Instructions to follow
Write out the following listing's lines from the one with "pub fn router(state: Arc<AppState>)" to the one with "let app = router(state);", exactly, with both included and no others.

Records supplied

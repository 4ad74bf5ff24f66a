//! HTTP API server
//!
//! Three JSON endpoints plus JWKS and health. CORS follows an exact-match
//! origin list, echoing the caller's origin rather than `*` so credentials
//! keep working behind the configured allow list.

use std::net::SocketAddr;
use std::sync::Arc;
use std::time::{Duration, Instant};

use axum::{
    extract::{ConnectInfo, Path, Request, State},
    http::{header, HeaderValue, Method, StatusCode},
    middleware::{self, Next},
    response::{IntoResponse, Response},
    routing::{get, post},
    Json, Router,
};
use serde::Serialize;
use serde_json::json;
use tokio::time::timeout;
use tokio_util::sync::CancellationToken;
use tracing::{error, info};

use crate::auth::Service;
use crate::config::Settings;
use crate::error::{MapaeError, Result};

const HEALTH_TIMEOUT: Duration = Duration::from_secs(2);

/// Shared application state
pub struct AppState {
    pub service: Arc<Service>,
    pub settings: Arc<Settings>,
}

/// API error response
#[derive(Debug, Serialize)]
pub struct ApiError {
    pub detail: String,
}

impl ApiError {
    pub fn new(msg: &str) -> Self {
        Self {
            detail: msg.to_string(),
        }
    }
}

/// Builds the full router. Split out from `run` so tests can drive it
/// in-process.
pub fn router(state: Arc<AppState>) -> Router {
    Router::new()
        .route("/health", get(health))
        .route("/auth/init", post(auth_init))
        .route("/auth/check/:auth_id", get(auth_check))
        .route("/auth/check-signed/:auth_id", get(auth_check_signed))
        .route("/.well-known/jwks.json", get(jwks))
        .layer(middleware::from_fn(log_requests))
        .layer(middleware::from_fn_with_state(state.clone(), apply_cors))
        .with_state(state)
}

pub async fn run(
    settings: Arc<Settings>,
    service: Arc<Service>,
    shutdown: CancellationToken,
) -> Result<()> {
    let state = Arc::new(AppState {
        service,
        settings: settings.clone(),
    });
    let app = router(state);

    let addr = format!("{}:{}", settings.http_host, settings.http_port);
    let listener = tokio::net::TcpListener::bind(&addr).await?;
    info!("HTTP server listening on {}", addr);

    axum::serve(
        listener,
        app.into_make_service_with_connect_info::<SocketAddr>(),
    )
    .with_graceful_shutdown(async move { shutdown.cancelled().await })
    .await?;

    Ok(())
}

/// GET /health - storage-backed liveness
async fn health(State(state): State<Arc<AppState>>) -> impl IntoResponse {
    match timeout(HEALTH_TIMEOUT, state.service.ping()).await {
        Ok(Ok(())) => (StatusCode::OK, Json(json!({"status": "ok", "storage": "up"}))),
        _ => (
            StatusCode::SERVICE_UNAVAILABLE,
            Json(json!({"status": "unhealthy", "storage": "down"})),
        ),
    }
}

/// POST /auth/init - allocate a verification challenge
async fn auth_init(State(state): State<Arc<AppState>>) -> Response {
    match state.service.init_auth().await {
        Ok(resp) => (StatusCode::OK, Json(resp)).into_response(),
        Err(err) => error_response(err, "auth init"),
    }
}

/// GET /auth/check/:auth_id - poll verification status
async fn auth_check(
    State(state): State<Arc<AppState>>,
    Path(auth_id): Path<String>,
) -> Response {
    match state.service.check_auth(auth_id.trim()).await {
        Ok(resp) => (StatusCode::OK, Json(resp)).into_response(),
        Err(err) => error_response(err, "auth check"),
    }
}

/// GET /auth/check-signed/:auth_id - poll and mint a signed token
async fn auth_check_signed(
    State(state): State<Arc<AppState>>,
    Path(auth_id): Path<String>,
) -> Response {
    match state.service.check_signed(auth_id.trim()).await {
        Ok(resp) => (StatusCode::OK, Json(resp)).into_response(),
        Err(err) => error_response(err, "auth check-signed"),
    }
}

/// GET /.well-known/jwks.json - token verification keys
async fn jwks(State(state): State<Arc<AppState>>) -> Response {
    match state.service.jwks() {
        Ok(bytes) => (
            [(header::CONTENT_TYPE, "application/json")],
            bytes,
        )
            .into_response(),
        Err(err) => error_response(err, "jwks"),
    }
}

fn error_response(err: MapaeError, context: &str) -> Response {
    match err {
        MapaeError::InvalidAuthId => (
            StatusCode::BAD_REQUEST,
            Json(ApiError::new("invalid auth_id")),
        )
            .into_response(),
        MapaeError::JwksUnavailable => (
            StatusCode::SERVICE_UNAVAILABLE,
            Json(ApiError::new("signing key not configured")),
        )
            .into_response(),
        err => {
            error!("{} error: {}", context, err);
            (
                StatusCode::INTERNAL_SERVER_ERROR,
                Json(ApiError::new("internal server error")),
            )
                .into_response()
        }
    }
}

/// Echoes an allowed Origin back with the CORS response headers and
/// short-circuits preflight requests with 204.
async fn apply_cors(State(state): State<Arc<AppState>>, req: Request, next: Next) -> Response {
    let origin = req
        .headers()
        .get(header::ORIGIN)
        .and_then(|v| v.to_str().ok())
        .map(str::to_owned);
    let preflight = req.method() == Method::OPTIONS;

    let mut response = if preflight {
        StatusCode::NO_CONTENT.into_response()
    } else {
        next.run(req).await
    };

    if let Some(origin) = origin {
        if is_allowed_origin(&state.settings, &origin) {
            if let Ok(value) = HeaderValue::from_str(&origin) {
                let headers = response.headers_mut();
                headers.insert(header::ACCESS_CONTROL_ALLOW_ORIGIN, value);
                headers.insert(header::VARY, HeaderValue::from_static("Origin"));
                headers.insert(
                    header::ACCESS_CONTROL_ALLOW_METHODS,
                    HeaderValue::from_static("GET,POST,OPTIONS"),
                );
                headers.insert(
                    header::ACCESS_CONTROL_ALLOW_HEADERS,
                    HeaderValue::from_static("*"),
                );
            }
        }
    }

    response
}

fn is_allowed_origin(settings: &Settings, origin: &str) -> bool {
    settings
        .cors_allow_origins
        .iter()
        .any(|allowed| allowed == "*" || allowed == origin)
}

async fn log_requests(
    connect_info: Option<ConnectInfo<SocketAddr>>,
    req: Request,
    next: Next,
) -> Response {
    let method = req.method().clone();
    let uri = req.uri().clone();
    let started = Instant::now();

    let response = next.run(req).await;

    let remote = connect_info
        .map(|ConnectInfo(addr)| addr.to_string())
        .unwrap_or_else(|| "-".to_string());
    info!(
        remote = %remote,
        method = %method,
        uri = %uri,
        status = response.status().as_u16(),
        latency_ms = started.elapsed().as_millis() as u64,
        "http request"
    );
    response
}

#[cfg(test)]
mod tests {
    use super::*;
    use crate::storage::MemoryStore;
    use axum::body::Body;
    use axum::http::Request;
    use ed25519_dalek::pkcs8::EncodePrivateKey;
    use pkcs8::LineEnding;
    use ed25519_dalek::SigningKey;
    use http_body_util::BodyExt;
    use rand::rngs::OsRng;
    use tower::ServiceExt;

    fn make_router(settings: Settings) -> (Router, Arc<Service>) {
        let settings = Arc::new(settings);
        let store = Arc::new(MemoryStore::new());
        let service = Arc::new(Service::new(store, settings.clone()).unwrap());
        let state = Arc::new(AppState {
            service: service.clone(),
            settings,
        });
        (router(state), service)
    }

    fn settings_with_signer() -> Settings {
        let key = SigningKey::generate(&mut OsRng);
        Settings {
            jwt_private_key_pem: key.to_pkcs8_pem(LineEnding::LF).unwrap().to_string(),
            ..Settings::default()
        }
    }

    async fn body_json(response: Response) -> serde_json::Value {
        let bytes = response.into_body().collect().await.unwrap().to_bytes();
        serde_json::from_slice(&bytes).unwrap()
    }

    fn get(path: &str) -> Request<Body> {
        Request::builder().uri(path).body(Body::empty()).unwrap()
    }

    #[tokio::test]
    async fn test_health_reports_storage_up() {
        let (app, _) = make_router(Settings::default());
        let response = app.oneshot(get("/health")).await.unwrap();
        assert_eq!(response.status(), StatusCode::OK);

        let body = body_json(response).await;
        assert_eq!(body["status"], "ok");
        assert_eq!(body["storage"], "up");
    }

    #[tokio::test]
    async fn test_auth_init_issues_challenge() {
        let (app, _) = make_router(Settings::default());
        let request = Request::builder()
            .method(Method::POST)
            .uri("/auth/init")
            .body(Body::empty())
            .unwrap();
        let response = app.oneshot(request).await.unwrap();
        assert_eq!(response.status(), StatusCode::OK);

        let body = body_json(response).await;
        let auth_id = body["auth_id"].as_str().unwrap();
        assert_eq!(auth_id.len(), 32);
        let sms_body = body["sms_body"].as_str().unwrap();
        assert!(sms_body.starts_with("[MAPAE:") && sms_body.ends_with(']'));
        assert_eq!(
            body["link"],
            format!("sms:verify@example.com?body={sms_body}")
        );
        assert_eq!(body["ttl_seconds"], 600);
    }

    #[tokio::test]
    async fn test_auth_check_rejects_malformed_id() {
        let (app, _) = make_router(Settings::default());
        let response = app.oneshot(get("/auth/check/not-hex")).await.unwrap();
        assert_eq!(response.status(), StatusCode::BAD_REQUEST);
        let body = body_json(response).await;
        assert!(body["detail"].is_string());
    }

    #[tokio::test]
    async fn test_auth_check_unknown_id_is_expired() {
        let (app, _) = make_router(Settings::default());
        let path = format!("/auth/check/{}", "a".repeat(32));
        let response = app.oneshot(get(&path)).await.unwrap();
        assert_eq!(response.status(), StatusCode::OK);
        let body = body_json(response).await;
        assert_eq!(body["status"], "expired");
    }

    #[tokio::test]
    async fn test_auth_check_verified_record() {
        let (app, service) = make_router(Settings::default());
        let auth_id = "b".repeat(32);
        service
            .store_verified(&auth_id, Some("01012345678"), Some("KT"))
            .await
            .unwrap();

        let response = app
            .oneshot(get(&format!("/auth/check/{auth_id}")))
            .await
            .unwrap();
        let body = body_json(response).await;
        assert_eq!(body["status"], "verified");
        assert_eq!(body["phone"], "01012345678");
        assert_eq!(body["carrier"], "KT");
        assert!(body["timestamp"].is_string());
    }

    #[tokio::test]
    async fn test_check_signed_and_jwks_without_signer_are_503() {
        let (app, service) = make_router(Settings::default());
        let auth_id = "c".repeat(32);
        service
            .store_verified(&auth_id, Some("01011112222"), Some("SKT"))
            .await
            .unwrap();

        let response = app
            .clone()
            .oneshot(get(&format!("/auth/check-signed/{auth_id}")))
            .await
            .unwrap();
        assert_eq!(response.status(), StatusCode::SERVICE_UNAVAILABLE);

        let response = app.oneshot(get("/.well-known/jwks.json")).await.unwrap();
        assert_eq!(response.status(), StatusCode::SERVICE_UNAVAILABLE);
    }

    #[tokio::test]
    async fn test_check_signed_with_signer_returns_token() {
        let (app, service) = make_router(settings_with_signer());
        let auth_id = "d".repeat(32);
        service
            .store_verified(&auth_id, Some("01099998888"), Some("LGU+"))
            .await
            .unwrap();

        let response = app
            .clone()
            .oneshot(get(&format!("/auth/check-signed/{auth_id}")))
            .await
            .unwrap();
        assert_eq!(response.status(), StatusCode::OK);
        let body = body_json(response).await;
        assert_eq!(body["status"], "verified");
        assert!(body["token"].as_str().unwrap().split('.').count() == 3);

        let response = app.oneshot(get("/.well-known/jwks.json")).await.unwrap();
        assert_eq!(response.status(), StatusCode::OK);
        let jwks = body_json(response).await;
        assert_eq!(jwks["keys"][0]["kty"], "OKP");
        assert_eq!(jwks["keys"][0]["crv"], "Ed25519");
        assert_eq!(jwks["keys"][0]["alg"], "EdDSA");
    }

    #[tokio::test]
    async fn test_cors_echoes_allowed_origin() {
        let (app, _) = make_router(Settings::default());
        let request = Request::builder()
            .uri("/health")
            .header(header::ORIGIN, "https://client.example")
            .body(Body::empty())
            .unwrap();
        let response = app.oneshot(request).await.unwrap();

        assert_eq!(
            response
                .headers()
                .get(header::ACCESS_CONTROL_ALLOW_ORIGIN)
                .unwrap(),
            "https://client.example"
        );
        assert_eq!(response.headers().get(header::VARY).unwrap(), "Origin");
        assert_eq!(
            response
                .headers()
                .get(header::ACCESS_CONTROL_ALLOW_METHODS)
                .unwrap(),
            "GET,POST,OPTIONS"
        );
    }

    #[tokio::test]
    async fn test_cors_ignores_disallowed_origin() {
        let settings = Settings {
            cors_allow_origins: vec!["https://allowed.example".to_string()],
            ..Settings::default()
        };
        let (app, _) = make_router(settings);
        let request = Request::builder()
            .uri("/health")
            .header(header::ORIGIN, "https://other.example")
            .body(Body::empty())
            .unwrap();
        let response = app.oneshot(request).await.unwrap();

        assert!(response
            .headers()
            .get(header::ACCESS_CONTROL_ALLOW_ORIGIN)
            .is_none());
    }

    #[tokio::test]
    async fn test_preflight_returns_no_content() {
        let (app, _) = make_router(Settings::default());
        let request = Request::builder()
            .method(Method::OPTIONS)
            .uri("/auth/init")
            .header(header::ORIGIN, "https://client.example")
            .body(Body::empty())
            .unwrap();
        let response = app.oneshot(request).await.unwrap();
        assert_eq!(response.status(), StatusCode::NO_CONTENT);
    }
}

Problem solution
pub fn router(state: Arc<AppState>) -> Router {
    Router::new()
        .route("/health", get(health))
        .route("/auth/init", post(auth_init))
        .route("/auth/check/:auth_id", get(auth_check))
        .route("/auth/check-signed/:auth_id", get(auth_check_signed))
        .route("/.well-known/jwks.json", get(jwks))
        .layer(middleware::from_fn(log_requests))
        .layer(middleware::from_fn_with_state(state.clone(), apply_cors))
        .with_state(state)
}

pub async fn run(
    settings: Arc<Settings>,
    service: Arc<Service>,
    shutdown: CancellationToken,
) -> Result<()> {
    let state = Arc::new(AppState {
        service,
        settings: settings.clone(),
    });
    let app = router(state);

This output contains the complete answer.